I have no pictures of what happened next, because frankly I was too petrified. I was cruising along and happened to look ahead, to a curve on the trail. I then realized what I’d missed seeing earlier: Mister Elk. That was because he was on the trail behind me. Between me. And camp.

I looked up at him, and he looked down at me, and I backed the fuck up. Fast. Dude was huge.

Roosevelt elk are the largest of the four North American elk; I think this sucker was about eight feet high, including antlers. He likely weighed about 1000 pounds.

I backed up; he approached. I backed up; he approached. It was too steep for me to go off-trail, and he was apparently very committed to taking the easy way.

I back-tracked to an open space. I climbed a tree. I waited 20 minutes. No Mr. Elk. I thought possibly he’d gotten off the trail; I crept forward and NOPE, there he was. I backtracked more, I passed the women and children hoping they were his destination, and waited, ready to leap up another tree, for another 20 minutes.

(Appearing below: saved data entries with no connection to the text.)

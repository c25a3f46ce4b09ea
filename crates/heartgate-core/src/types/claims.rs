//! Claims carried inside a heartbeat token.

use chrono::{DateTime, TimeDelta, Utc};
use serde::{Deserialize, Deserializer, Serialize};

use super::lenient;

/// Tie-break policy deciding which end of the `started_at` ordering is
/// penalized when a user holds more eligible sessions than allowed.
#[derive(Debug, Clone, Copy, PartialEq, Eq, Hash, Serialize, Deserialize)]
#[serde(rename_all = "SCREAMING_SNAKE_CASE")]
pub enum RejectStrategy {
    /// Keep the oldest sessions; the most recently started ones are rejected.
    MostRecent,
    /// Keep the newest sessions; the least recently started ones are rejected.
    LeastRecent,
}

impl RejectStrategy {
    /// Parse the wire name, returning `None` for anything unrecognised.
    pub fn from_wire(value: &str) -> Option<Self> {
        match value {
            "MOST_RECENT" => Some(Self::MostRecent),
            "LEAST_RECENT" => Some(Self::LeastRecent),
            _ => None,
        }
    }

    /// Wire name of the strategy.
    pub fn as_str(&self) -> &'static str {
        match self {
            Self::MostRecent => "MOST_RECENT",
            Self::LeastRecent => "LEAST_RECENT",
        }
    }
}

impl std::fmt::Display for RejectStrategy {
    fn fmt(&self, f: &mut std::fmt::Formatter<'_>) -> std::fmt::Result {
        f.write_str(self.as_str())
    }
}

/// Decoded content of a heartbeat token.
///
/// Every policy field is optional. An unset field disables the check it
/// feeds (see the individual accessors), so a partially filled token from
/// an older backend degrades to a permissive heartbeat instead of an error.
#[derive(Debug, Clone, PartialEq, Eq, Serialize, Deserialize)]
pub struct HeartbeatClaims {
    /// Account the heartbeat belongs to.
    pub user_id: String,
    /// Session the client believes it holds. Absent on backend-issued tokens.
    #[serde(default, skip_serializing_if = "Option::is_none")]
    pub session_id: Option<String>,
    /// Content or resource being played.
    #[serde(default, skip_serializing_if = "Option::is_none")]
    pub asset_id: Option<String>,
    /// Expected seconds between heartbeats.
    #[serde(
        default,
        deserialize_with = "lenient::count",
        skip_serializing_if = "Option::is_none"
    )]
    pub heartbeat_cycle: Option<u64>,
    /// Seconds a heartbeat may arrive before the cycle elapses.
    #[serde(
        default,
        deserialize_with = "lenient::count",
        skip_serializing_if = "Option::is_none"
    )]
    pub cycle_lower_tolerance: Option<u64>,
    /// Seconds a heartbeat may arrive after the cycle elapses.
    #[serde(
        default,
        deserialize_with = "lenient::count",
        skip_serializing_if = "Option::is_none"
    )]
    pub cycle_upper_tolerance: Option<u64>,
    /// Eviction ordering. `None` means the default (newest first).
    #[serde(
        default,
        deserialize_with = "reject_strategy",
        skip_serializing_if = "Option::is_none"
    )]
    pub reject_strategy: Option<RejectStrategy>,
    /// Maximum number of eligible sessions allowed.
    #[serde(
        default,
        deserialize_with = "lenient::count",
        skip_serializing_if = "Option::is_none"
    )]
    pub session_limit: Option<u64>,
    /// Heartbeats a session must accumulate before it counts toward the limit.
    #[serde(
        default,
        deserialize_with = "lenient::count",
        skip_serializing_if = "Option::is_none"
    )]
    pub checking_threshold: Option<u64>,
    /// Hard cap on the number of active sessions, eligible or not.
    #[serde(
        default,
        deserialize_with = "lenient::count",
        skip_serializing_if = "Option::is_none"
    )]
    pub sessions_edge: Option<u64>,
    /// When the session was started.
    #[serde(
        default,
        deserialize_with = "lenient::instant",
        skip_serializing_if = "Option::is_none"
    )]
    pub started_at: Option<DateTime<Utc>>,
    /// When the token was issued.
    #[serde(
        default,
        deserialize_with = "lenient::instant",
        skip_serializing_if = "Option::is_none"
    )]
    pub timestamp: Option<DateTime<Utc>>,
}

impl HeartbeatClaims {
    /// Create claims for a user with no policy fields set.
    pub fn for_user(user_id: impl Into<String>) -> Self {
        Self {
            user_id: user_id.into(),
            session_id: None,
            asset_id: None,
            heartbeat_cycle: None,
            cycle_lower_tolerance: None,
            cycle_upper_tolerance: None,
            reject_strategy: None,
            session_limit: None,
            checking_threshold: None,
            sessions_edge: None,
            started_at: None,
            timestamp: None,
        }
    }

    /// How long a session may stay silent before it is pruned:
    /// `heartbeat_cycle + cycle_upper_tolerance`.
    ///
    /// `None` when either part is unset; such sessions are never pruned.
    pub fn silence_window(&self) -> Option<TimeDelta> {
        let total = self
            .heartbeat_cycle?
            .checked_add(self.cycle_upper_tolerance?)?;
        TimeDelta::try_seconds(i64::try_from(total).ok()?)
    }

    /// Shortest accepted gap between two heartbeats of one session:
    /// `heartbeat_cycle - cycle_lower_tolerance`, possibly negative.
    ///
    /// `None` when either part is unset; no heartbeat is then too early.
    pub fn minimum_interval(&self) -> Option<TimeDelta> {
        let cycle = i64::try_from(self.heartbeat_cycle?).ok()?;
        let lower = i64::try_from(self.cycle_lower_tolerance?).ok()?;
        TimeDelta::try_seconds(cycle.checked_sub(lower)?)
    }

    /// Whether the token was minted by the backend rather than returned by us.
    pub fn is_backend_originated(&self) -> bool {
        self.session_id.is_none()
    }
}

fn reject_strategy<'de, D>(deserializer: D) -> Result<Option<RejectStrategy>, D::Error>
where
    D: Deserializer<'de>,
{
    let value = Option::<serde_json::Value>::deserialize(deserializer)?;
    Ok(value
        .as_ref()
        .and_then(|v| v.as_str())
        .and_then(RejectStrategy::from_wire))
}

No Mr. Elk. This went on for about an hour. The fog was thick, and I had no idea where the sun was.

When I left camp, I’d thought I’d be out for 90 minutes tops. This is possibly the most unprepared hike I have ever taken. Ever. I usually have everything, including band-aids.

This time, I had water and food, but I had no light, no jacket, and no hat. Oh, yeah, I had some sewing. Fat lot of good that did me. I figured if it got dark, I’d climb another tree and wait for Matt to yell my name and I’d just yell back, “ELK!” Matt’s a smart lad. He’d get help, and come out looking. But I really wanted to avoid that. I knew he’d be really worried about me, and soon. And I didn’t particularly relish the idea of his wandering about in the woods at night.

I crept forward. Every curve I couldn’t see around was a heart attack waiting to happen. I imagined I heard Big Mister around every corner, stomping a hoof in response to each of my own steps forward, until I realized it was MY OWN DAMN WATER BOTTLE gurgling in my ear. I felt like I was in Spinal Tap.

I snuck until I saw trees shivering. He was off the trail by about 20 feet, rubbing his antlers on the alders. I had to pass a rutting twenty-foot-tall male zombie elk with bloody fangs and a taste for human flesh. By 20 feet.

He watched me a little, and stepped slightly into the trees; I took a step forward. He nibbled a leaf; I took a step. Him, me, him, me. I never took my eyes off of him until he was out of sight and then I RAN. Not too fast. I kept thinking there might be another one. (I found out later there WAS.)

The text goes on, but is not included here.